Olympics Recap: Dispatch from the Official Addison Ice Master and Deliverer (PLUS Non-Olympics Postscript)

Maybe a kindler, gentler title will mean less injuries, falls, and general recklessness tonight, eh?

Meredith Viera has taken over the hosting duties in the absence of Costas and Lauer, and while she looks the part of Winter Games host in an all-white ensemble. But she has almost no personality, delivering the results with standard charming morning-show monotone.

CHILLED TO THE MARROW: I am not stopping the skeleton puns for the follow-up to yesterday’s first part of the Women’s final.

 

Noelle Pikus-Pace is as ebullient as ever but now Lizzy Yarnold rockets down the course like a machine, her body all but fused to her sled (apparently named “Mervin” after one of her first benefactors). Her 57.91 is sterling, while Pikus-Pace’s not too shabby 58.25 still leaves her lagging.

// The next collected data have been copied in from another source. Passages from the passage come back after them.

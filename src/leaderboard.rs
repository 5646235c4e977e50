//! Remote leaderboard
//!
//! Score records live on a small HTTP server (JSON bodies). The game only
//! touches the leaderboard at session boundaries, and every call is
//! fire-and-forget with respect to the simulation: a failed or slow call
//! degrades to an empty or stale view, never to broken game state.

use std::fmt;

use serde::{Deserialize, Serialize};

/// Server keeps at most this many entries, sorted descending by score
pub const MAX_ENTRIES: usize = 20;
/// Initials are truncated to this many characters
pub const MAX_INITIALS_LEN: usize = 4;

/// One ranked score record
#[derive(Debug, Clone, PartialEq, Eq, Serialize, Deserialize)]
pub struct LeaderboardEntry {
    pub initials: String,
    pub score: u32,
}

impl LeaderboardEntry {
    /// Build an entry with sanitized initials
    pub fn new(initials: &str, score: u32) -> Self {
        Self {
            initials: sanitize_initials(initials),
            score,
        }
    }
}

/// Clamp raw initials to the stored form: at most four characters,
/// `"???"` when nothing usable was entered
pub fn sanitize_initials(raw: &str) -> String {
    let trimmed = raw.trim();
    if trimmed.is_empty() {
        return "???".to_string();
    }
    trimmed.chars().take(MAX_INITIALS_LEN).collect()
}

/// Local view of the remote leaderboard
#[derive(Debug, Clone, Default, Serialize, Deserialize)]
pub struct Leaderboard {
    pub entries: Vec<LeaderboardEntry>,
}

impl Leaderboard {
    /// Decode a server payload, treating anything malformed as empty
    pub fn from_json(json: &str) -> Self {
        match serde_json::from_str::<Vec<LeaderboardEntry>>(json) {
            Ok(entries) => Self { entries },
            Err(err) => {
                log::warn!("malformed leaderboard payload, treating as empty: {err}");
                Self::default()
            }
        }
    }

    /// Merge a new entry the way the server does: append, re-sort
    /// descending by score, keep the top [`MAX_ENTRIES`]
    pub fn insert(&mut self, entry: LeaderboardEntry) {
        self.entries.push(entry);
        self.entries.sort_by(|a, b| b.score.cmp(&a.score));
        self.entries.truncate(MAX_ENTRIES);
    }

    pub fn is_empty(&self) -> bool {
        self.entries.is_empty()
    }

    pub fn top_score(&self) -> Option<u32> {
        self.entries.first().map(|e| e.score)
    }
}

/// Failures at the leaderboard boundary
///
/// None of these ever touch local game state; the caller logs or surfaces
/// them and moves on.
#[derive(Debug, Clone)]
pub enum LeaderboardError {
    /// Transport-level failure (fetch rejected, no window, bad response body)
    Network(String),
    /// Server refused the passkey on a reset
    Unauthorized(String),
    /// Server answered with a non-success status
    BadStatus(u16),
    /// No transport on this platform
    Unavailable,
}

impl fmt::Display for LeaderboardError {
    fn fmt(&self, f: &mut fmt::Formatter<'_>) -> fmt::Result {
        match self {
            Self::Network(msg) => write!(f, "leaderboard request failed: {msg}"),
            Self::Unauthorized(msg) => write!(f, "leaderboard reset refused: {msg}"),
            Self::BadStatus(code) => write!(f, "leaderboard server returned status {code}"),
            Self::Unavailable => write!(f, "leaderboard transport unavailable on this platform"),
        }
    }
}

impl std::error::Error for LeaderboardError {}

/// HTTP client for the leaderboard API
#[derive(Debug, Clone)]
pub struct LeaderboardClient {
    base_url: String,
}

impl LeaderboardClient {
    pub fn new(base_url: impl Into<String>) -> Self {
        let mut base_url = base_url.into();
        while base_url.ends_with('/') {
            base_url.pop();
        }
        Self { base_url }
    }

    fn url(&self, path: &str) -> String {
        format!("{}/api/leaderboard{path}", self.base_url)
    }
}

#[cfg(target_arch = "wasm32")]
mod wasm_client {
    use wasm_bindgen::{JsCast, JsValue};
    use wasm_bindgen_futures::JsFuture;
    use web_sys::{Request, RequestInit, Response};

    use super::*;

    /// Reply envelope for `POST /api/leaderboard`
    #[derive(Debug, Deserialize)]
    struct SaveReply {
        #[serde(default)]
        leaderboard: Option<Vec<LeaderboardEntry>>,
        #[serde(default)]
        error: Option<String>,
    }

    /// Reply envelope for `POST /api/leaderboard/reset`
    #[derive(Debug, Deserialize)]
    struct ResetReply {
        #[serde(default)]
        error: Option<String>,
    }

    fn network_err(err: JsValue) -> LeaderboardError {
        LeaderboardError::Network(format!("{err:?}"))
    }

    /// Run a request and return the body text of a successful response
    async fn request_text(request: &Request) -> Result<(u16, String), LeaderboardError> {
        let window = web_sys::window()
            .ok_or_else(|| LeaderboardError::Network("no window".to_string()))?;
        let resp_value = JsFuture::from(window.fetch_with_request(request))
            .await
            .map_err(network_err)?;
        let resp: Response = resp_value.dyn_into().map_err(network_err)?;
        let status = resp.status();
        let text_promise = resp.text().map_err(network_err)?;
        let text = JsFuture::from(text_promise).await.map_err(network_err)?;
        Ok((status, text.as_string().unwrap_or_default()))
    }

    fn json_request(url: &str, method: &str, body: Option<&str>) -> Result<Request, LeaderboardError> {
        let opts = RequestInit::new();
        opts.set_method(method);
        if let Some(body) = body {
            opts.set_body(&JsValue::from_str(body));
        }
        let request = Request::new_with_str_and_init(url, &opts).map_err(network_err)?;
        if body.is_some() {
            request
                .headers()
                .set("Content-Type", "application/json")
                .map_err(network_err)?;
        }
        Ok(request)
    }

    impl LeaderboardClient {
        /// `GET /api/leaderboard` - the current ranked list
        pub async fn fetch(&self) -> Result<Leaderboard, LeaderboardError> {
            let request = json_request(&self.url(""), "GET", None)?;
            let (status, body) = request_text(&request).await?;
            if !(200..300).contains(&status) {
                return Err(LeaderboardError::BadStatus(status));
            }
            Ok(Leaderboard::from_json(&body))
        }

        /// `POST /api/leaderboard` - submit a result, get the new ranking
        pub async fn submit(
            &self,
            initials: &str,
            score: u32,
        ) -> Result<Leaderboard, LeaderboardError> {
            let entry = LeaderboardEntry::new(initials, score);
            let body = serde_json::to_string(&entry)
                .map_err(|e| LeaderboardError::Network(e.to_string()))?;
            let request = json_request(&self.url(""), "POST", Some(&body))?;
            let (status, body) = request_text(&request).await?;
            if !(200..300).contains(&status) {
                return Err(LeaderboardError::BadStatus(status));
            }
            let reply: SaveReply = serde_json::from_str(&body).unwrap_or(SaveReply {
                leaderboard: None,
                error: None,
            });
            if let Some(error) = reply.error {
                return Err(LeaderboardError::Network(error));
            }
            Ok(Leaderboard {
                entries: reply.leaderboard.unwrap_or_default(),
            })
        }

        /// `POST /api/leaderboard/reset` - clear all entries, passkey-gated
        ///
        /// Success is only what the server explicitly confirms; a refusal
        /// surfaces as [`LeaderboardError::Unauthorized`].
        pub async fn reset(&self, passkey: &str) -> Result<(), LeaderboardError> {
            let body = serde_json::json!({ "passkey": passkey }).to_string();
            let request = json_request(&self.url("/reset"), "POST", Some(&body))?;
            let (status, body) = request_text(&request).await?;
            let reply: ResetReply =
                serde_json::from_str(&body).unwrap_or(ResetReply { error: None });
            if let Some(error) = reply.error {
                return Err(LeaderboardError::Unauthorized(error));
            }
            if !(200..300).contains(&status) {
                return Err(LeaderboardError::BadStatus(status));
            }
            Ok(())
        }
    }
}

/// Native stubs: headless builds have no leaderboard transport
#[cfg(not(target_arch = "wasm32"))]
impl LeaderboardClient {
    pub async fn fetch(&self) -> Result<Leaderboard, LeaderboardError> {
        log::debug!("leaderboard fetch skipped ({})", self.url(""));
        Ok(Leaderboard::default())
    }

    pub async fn submit(
        &self,
        initials: &str,
        score: u32,
    ) -> Result<Leaderboard, LeaderboardError> {
        log::debug!(
            "leaderboard submit skipped: {} -> {score}",
            sanitize_initials(initials)
        );
        Ok(Leaderboard::default())
    }

    pub async fn reset(&self, _passkey: &str) -> Result<(), LeaderboardError> {
        Err(LeaderboardError::Unavailable)
    }
}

NBC has come up with a brilliant little sportscasting move here: they run footage of Yarnold and Pikus-Pace simultaneously so viewers can compare their styles. Once one overcomes the shock of seeing two skeletons on the same course, it becomes a joyful analytic experience…and I see what makes Yarnold superb. She is as still as  the reclining statues of the Louvre on her sled, letting the momentum carry her and shifting only for necessary steers, while Pikus-Pace adjusts a little too much.

Here’s a bit of commentary Travis would have loved: “TED UHLAENDER, WHO WON THE 1972 NATIONAL LEAGUE PENNANT WITH THE CINCINNATI REDS, TAUGHT THIS GIRL TO FIGHT HARD, TO NEVER GIVE UP!” Imagine this yelled by a man with an English accent who has probably never seen a Major League Baseball game in his life. But it is prescient, as Katie Uhlaender gives the run of her Olympics…a run that sadly leaves her just 0.04 seconds short of the bronze medal for Yelena Nikitina.

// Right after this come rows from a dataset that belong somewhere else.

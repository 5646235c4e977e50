//! Collision detection and response for axis-aligned geometry
//!
//! The kernel is deliberately simple: the ball is tested against brick
//! rectangles with a bounding-box approximation (the ball's bounding
//! square vs the rectangle). This can register hits slightly before true
//! circular contact; the behavior is kept because it is what players see.

use glam::Vec2;
use serde::{Deserialize, Serialize};

/// An axis-aligned rectangle in field coordinates
#[derive(Debug, Clone, Copy, PartialEq, Serialize, Deserialize)]
pub struct Rect {
    pub x: f32,
    pub y: f32,
    pub w: f32,
    pub h: f32,
}

impl Rect {
    pub const fn new(x: f32, y: f32, w: f32, h: f32) -> Self {
        Self { x, y, w, h }
    }

    /// Right edge x coordinate
    #[inline]
    pub fn right(&self) -> f32 {
        self.x + self.w
    }

    /// Bottom edge y coordinate
    #[inline]
    pub fn bottom(&self) -> f32 {
        self.y + self.h
    }

    /// Horizontal center
    #[inline]
    pub fn center_x(&self) -> f32 {
        self.x + self.w / 2.0
    }
}

/// Which edge of a rectangle the ball struck
#[derive(Debug, Clone, Copy, PartialEq, Eq)]
pub enum Side {
    Left,
    Right,
    Top,
    Bottom,
}

/// Bounding-box overlap test between the ball and a rectangle
///
/// Overlap holds iff the ball's bounding square intersects the rectangle.
#[inline]
pub fn ball_rect_overlap(pos: Vec2, radius: f32, rect: &Rect) -> bool {
    pos.x + radius > rect.x
        && pos.x - radius < rect.right()
        && pos.y + radius > rect.y
        && pos.y - radius < rect.bottom()
}

/// Pick the struck edge by comparing the ball's next predicted center
/// against the four rectangle edges
///
/// The edge with the minimum absolute distance wins; ties break in the
/// fixed evaluation order left, right, top, bottom.
pub fn struck_side(next_center: Vec2, rect: &Rect) -> Side {
    let dist_left = (next_center.x - rect.x).abs();
    let dist_right = (next_center.x - rect.right()).abs();
    let dist_top = (next_center.y - rect.y).abs();
    let dist_bottom = (next_center.y - rect.bottom()).abs();

    let min_dist = dist_left.min(dist_right).min(dist_top).min(dist_bottom);

    if min_dist == dist_left {
        Side::Left
    } else if min_dist == dist_right {
        Side::Right
    } else if min_dist == dist_top {
        Side::Top
    } else {
        Side::Bottom
    }
}

/// Apply the rebound for a struck edge
///
/// Reflects the matching velocity component's sign and repositions the
/// ball center exactly `radius + 1` outside the edge, so the next tick
/// cannot re-detect the same overlap.
pub fn resolve_side(side: Side, pos: Vec2, vel: Vec2, radius: f32, rect: &Rect) -> (Vec2, Vec2) {
    let mut pos = pos;
    let mut vel = vel;
    match side {
        Side::Left => {
            vel.x = -vel.x.abs();
            pos.x = rect.x - radius - 1.0;
        }
        Side::Right => {
            vel.x = vel.x.abs();
            pos.x = rect.right() + radius + 1.0;
        }
        Side::Top => {
            vel.y = -vel.y.abs();
            pos.y = rect.y - radius - 1.0;
        }
        Side::Bottom => {
            vel.y = vel.y.abs();
            pos.y = rect.bottom() + radius + 1.0;
        }
    }
    (pos, vel)
}

/// Detect and resolve a ball/rectangle hit in one call
///
/// Returns the corrected position and velocity if the ball overlaps the
/// rectangle, `None` otherwise. `next_center` is the predicted center for
/// the coming tick (`pos + vel * dt`), used only for side selection.
pub fn resolve_rect_hit(
    pos: Vec2,
    vel: Vec2,
    radius: f32,
    next_center: Vec2,
    rect: &Rect,
) -> Option<(Vec2, Vec2)> {
    if !ball_rect_overlap(pos, radius, rect) {
        return None;
    }
    let side = struck_side(next_center, rect);
    Some(resolve_side(side, pos, vel, radius, rect))
}

#[cfg(test)]
mod tests {
    use super::*;

    const RECT: Rect = Rect::new(100.0, 50.0, 100.0, 40.0);

    #[test]
    fn test_overlap_inside() {
        assert!(ball_rect_overlap(Vec2::new(150.0, 70.0), 10.0, &RECT));
    }

    #[test]
    fn test_overlap_edge_graze() {
        // Bounding square just touching from the left: x + r == rect.x is
        // not an overlap (strict inequality)
        assert!(!ball_rect_overlap(Vec2::new(90.0, 70.0), 10.0, &RECT));
        assert!(ball_rect_overlap(Vec2::new(90.1, 70.0), 10.0, &RECT));
    }

    #[test]
    fn test_overlap_miss_diagonal() {
        // Bounding square catches the corner even though the circle would
        // miss - the accepted approximation
        assert!(ball_rect_overlap(Vec2::new(92.0, 42.0), 10.0, &RECT));
    }

    #[test]
    fn test_struck_side_selection() {
        assert_eq!(struck_side(Vec2::new(101.0, 70.0), &RECT), Side::Left);
        assert_eq!(struck_side(Vec2::new(199.0, 70.0), &RECT), Side::Right);
        assert_eq!(struck_side(Vec2::new(150.0, 51.0), &RECT), Side::Top);
        assert_eq!(struck_side(Vec2::new(150.0, 89.0), &RECT), Side::Bottom);
    }

    #[test]
    fn test_struck_side_tie_order() {
        // Exactly equidistant from left and top edges: left wins
        assert_eq!(struck_side(Vec2::new(105.0, 55.0), &RECT), Side::Left);
        // Equidistant from top and bottom (vertical center): top wins
        assert_eq!(struck_side(Vec2::new(150.0, 70.0), &RECT), Side::Top);
    }

    #[test]
    fn test_resolve_left_repositions_outside() {
        let (pos, vel) = resolve_side(
            Side::Left,
            Vec2::new(105.0, 70.0),
            Vec2::new(120.0, 60.0),
            10.0,
            &RECT,
        );
        assert_eq!(pos.x, RECT.x - 10.0 - 1.0);
        assert_eq!(vel.x, -120.0);
        assert_eq!(vel.y, 60.0);
        assert!(!ball_rect_overlap(pos, 10.0, &RECT));
    }

    #[test]
    fn test_resolve_bottom_repositions_outside() {
        let (pos, vel) = resolve_side(
            Side::Bottom,
            Vec2::new(150.0, 85.0),
            Vec2::new(50.0, -90.0),
            10.0,
            &RECT,
        );
        assert_eq!(pos.y, RECT.bottom() + 10.0 + 1.0);
        assert_eq!(vel.y, 90.0);
        assert!(!ball_rect_overlap(pos, 10.0, &RECT));
    }

    #[test]
    fn test_resolve_preserves_speed_magnitude() {
        for side in [Side::Left, Side::Right, Side::Top, Side::Bottom] {
            let vel = Vec2::new(87.0, -143.0);
            let (_, out) = resolve_side(side, Vec2::new(150.0, 70.0), vel, 10.0, &RECT);
            assert_eq!(out.x.abs(), vel.x.abs());
            assert_eq!(out.y.abs(), vel.y.abs());
        }
    }

    #[test]
    fn test_resolve_rect_hit_miss() {
        let pos = Vec2::new(300.0, 200.0);
        let vel = Vec2::new(120.0, -120.0);
        assert!(resolve_rect_hit(pos, vel, 10.0, pos + vel * 0.01, &RECT).is_none());
    }
}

Pikus-Pace follows this breathless duel up with a final run which earns her a medal, and she immediately scrambles over railings and into the stands to kiss her husband Jansen, who built her sled, and hug her children. Her third Olympics, her final run, and she wins…an incredible moment. But silver it will be, as Lizzy Yarnold only increases her lead. “This is essentially sitting in the back of a Corvette and waving to the crowd.” Yarnold wins by almost a full second, and in a great shot, the camera follows her all the way to the rubber breaking track, where she stops, pulls off her helmet, and smiles a giant, relieved smile for the first time.

Uhlaender is unnecessarily apologetic, almost in tears, while Pikus-Pace is beyond joyful, and Yarnold gleefully lifts the British flag over her head, as she earns England their first gold.

Now I’m not particularly writing about the men’s super combined…I think Travis should handle all future Recorder skiing commentary…but let me say this about skeleton as I watch Bode Miller flail: that was one of the epitomes of Olympic competition. Down to the last millisecond competition for medals and two victors who competed not against each other but against history and both emerged satisfied. I could ask for no better drama or conclusions in sports.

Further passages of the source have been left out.